Study material:
+--

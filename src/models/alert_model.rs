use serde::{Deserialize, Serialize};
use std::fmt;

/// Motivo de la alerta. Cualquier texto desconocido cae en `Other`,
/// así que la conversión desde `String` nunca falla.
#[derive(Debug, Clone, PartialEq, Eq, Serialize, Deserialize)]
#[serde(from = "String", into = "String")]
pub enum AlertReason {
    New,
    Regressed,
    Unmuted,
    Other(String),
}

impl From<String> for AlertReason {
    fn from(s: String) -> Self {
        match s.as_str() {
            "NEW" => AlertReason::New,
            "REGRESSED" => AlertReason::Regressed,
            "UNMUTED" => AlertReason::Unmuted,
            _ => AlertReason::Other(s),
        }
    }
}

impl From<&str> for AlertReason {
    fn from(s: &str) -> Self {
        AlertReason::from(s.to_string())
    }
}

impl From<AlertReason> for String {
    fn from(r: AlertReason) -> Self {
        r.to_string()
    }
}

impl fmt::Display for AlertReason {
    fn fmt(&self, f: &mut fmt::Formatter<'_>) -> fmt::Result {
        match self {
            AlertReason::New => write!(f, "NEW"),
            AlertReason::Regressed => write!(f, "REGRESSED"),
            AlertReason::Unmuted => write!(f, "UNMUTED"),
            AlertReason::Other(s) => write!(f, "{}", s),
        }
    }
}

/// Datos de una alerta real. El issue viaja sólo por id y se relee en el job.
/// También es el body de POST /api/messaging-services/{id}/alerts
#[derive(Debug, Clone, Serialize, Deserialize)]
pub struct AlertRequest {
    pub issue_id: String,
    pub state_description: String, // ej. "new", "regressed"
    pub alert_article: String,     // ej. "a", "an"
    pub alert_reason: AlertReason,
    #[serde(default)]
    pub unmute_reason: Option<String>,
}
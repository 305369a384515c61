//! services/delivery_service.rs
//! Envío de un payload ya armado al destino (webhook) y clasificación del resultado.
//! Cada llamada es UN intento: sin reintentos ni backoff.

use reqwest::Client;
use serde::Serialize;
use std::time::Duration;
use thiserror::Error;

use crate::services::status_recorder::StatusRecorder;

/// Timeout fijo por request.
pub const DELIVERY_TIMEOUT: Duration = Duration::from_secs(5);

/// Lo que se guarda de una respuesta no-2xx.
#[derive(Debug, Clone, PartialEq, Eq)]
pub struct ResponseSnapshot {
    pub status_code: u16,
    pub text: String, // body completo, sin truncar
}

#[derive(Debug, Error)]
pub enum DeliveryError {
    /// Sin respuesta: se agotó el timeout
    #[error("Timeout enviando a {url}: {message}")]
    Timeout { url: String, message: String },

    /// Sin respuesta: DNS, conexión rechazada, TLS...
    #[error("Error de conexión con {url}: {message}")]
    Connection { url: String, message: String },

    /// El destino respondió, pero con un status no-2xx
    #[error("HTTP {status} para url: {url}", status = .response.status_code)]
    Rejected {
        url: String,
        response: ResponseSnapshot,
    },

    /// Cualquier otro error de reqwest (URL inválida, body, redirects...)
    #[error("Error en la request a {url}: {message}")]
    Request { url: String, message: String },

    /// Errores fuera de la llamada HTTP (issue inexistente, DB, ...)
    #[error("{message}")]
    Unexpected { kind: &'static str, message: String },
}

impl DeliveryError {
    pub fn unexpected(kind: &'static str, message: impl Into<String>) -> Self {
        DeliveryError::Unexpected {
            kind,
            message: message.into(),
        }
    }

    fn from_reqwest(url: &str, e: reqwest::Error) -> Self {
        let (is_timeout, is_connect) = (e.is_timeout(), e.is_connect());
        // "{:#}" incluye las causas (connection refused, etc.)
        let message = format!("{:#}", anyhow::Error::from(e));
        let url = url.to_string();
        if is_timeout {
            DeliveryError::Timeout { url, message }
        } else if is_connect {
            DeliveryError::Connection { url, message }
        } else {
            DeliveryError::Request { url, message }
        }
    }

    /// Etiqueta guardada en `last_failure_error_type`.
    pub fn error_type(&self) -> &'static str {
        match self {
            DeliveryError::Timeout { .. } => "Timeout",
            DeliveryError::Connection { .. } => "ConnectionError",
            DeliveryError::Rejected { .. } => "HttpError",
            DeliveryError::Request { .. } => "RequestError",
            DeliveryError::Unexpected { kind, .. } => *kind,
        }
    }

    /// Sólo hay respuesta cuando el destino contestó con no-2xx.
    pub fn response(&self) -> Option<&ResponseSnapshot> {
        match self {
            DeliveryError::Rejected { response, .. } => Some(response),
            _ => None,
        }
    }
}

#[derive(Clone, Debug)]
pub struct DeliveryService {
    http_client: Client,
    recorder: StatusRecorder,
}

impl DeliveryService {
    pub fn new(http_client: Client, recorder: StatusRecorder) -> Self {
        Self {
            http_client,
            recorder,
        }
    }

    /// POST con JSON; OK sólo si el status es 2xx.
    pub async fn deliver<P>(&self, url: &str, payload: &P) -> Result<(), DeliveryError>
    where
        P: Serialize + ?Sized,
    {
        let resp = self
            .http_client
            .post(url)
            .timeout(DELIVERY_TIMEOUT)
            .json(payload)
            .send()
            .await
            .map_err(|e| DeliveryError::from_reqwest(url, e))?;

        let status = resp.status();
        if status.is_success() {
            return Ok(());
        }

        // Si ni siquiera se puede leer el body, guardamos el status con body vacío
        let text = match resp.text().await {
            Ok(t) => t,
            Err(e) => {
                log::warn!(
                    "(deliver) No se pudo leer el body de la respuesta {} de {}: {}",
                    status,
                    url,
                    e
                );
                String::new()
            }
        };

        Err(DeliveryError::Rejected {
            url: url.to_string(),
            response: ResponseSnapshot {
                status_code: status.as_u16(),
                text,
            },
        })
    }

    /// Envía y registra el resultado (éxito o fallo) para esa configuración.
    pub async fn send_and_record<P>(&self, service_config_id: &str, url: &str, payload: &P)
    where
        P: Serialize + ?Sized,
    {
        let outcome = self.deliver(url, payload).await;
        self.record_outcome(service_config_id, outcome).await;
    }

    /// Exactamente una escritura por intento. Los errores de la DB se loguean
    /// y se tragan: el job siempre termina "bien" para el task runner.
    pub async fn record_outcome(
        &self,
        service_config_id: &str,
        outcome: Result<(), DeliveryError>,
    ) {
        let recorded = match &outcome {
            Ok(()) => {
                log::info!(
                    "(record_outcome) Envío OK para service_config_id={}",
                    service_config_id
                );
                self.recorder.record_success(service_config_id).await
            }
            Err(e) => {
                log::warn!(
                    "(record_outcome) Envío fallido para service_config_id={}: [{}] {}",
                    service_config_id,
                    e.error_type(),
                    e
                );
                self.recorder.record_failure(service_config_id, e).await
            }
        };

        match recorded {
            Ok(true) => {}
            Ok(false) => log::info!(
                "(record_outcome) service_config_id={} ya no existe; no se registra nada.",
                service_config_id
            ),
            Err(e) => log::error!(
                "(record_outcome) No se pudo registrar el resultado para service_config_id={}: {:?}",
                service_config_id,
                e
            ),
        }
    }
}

+--

Work request: Repeat word for word the lines above that run from the line containing "para esa configuración." through the line containing "self.record_outcome(service_config_id, outcome).await;", both ends included, and nothing else.

Response box:
    /// Envía y registra el resultado (éxito o fallo) para esa configuración.
    pub async fn send_and_record<P>(&self, service_config_id: &str, url: &str, payload: &P)
    where
        P: Serialize + ?Sized,
    {
        let outcome = self.deliver(url, payload).await;
        self.record_outcome(service_config_id, outcome).await;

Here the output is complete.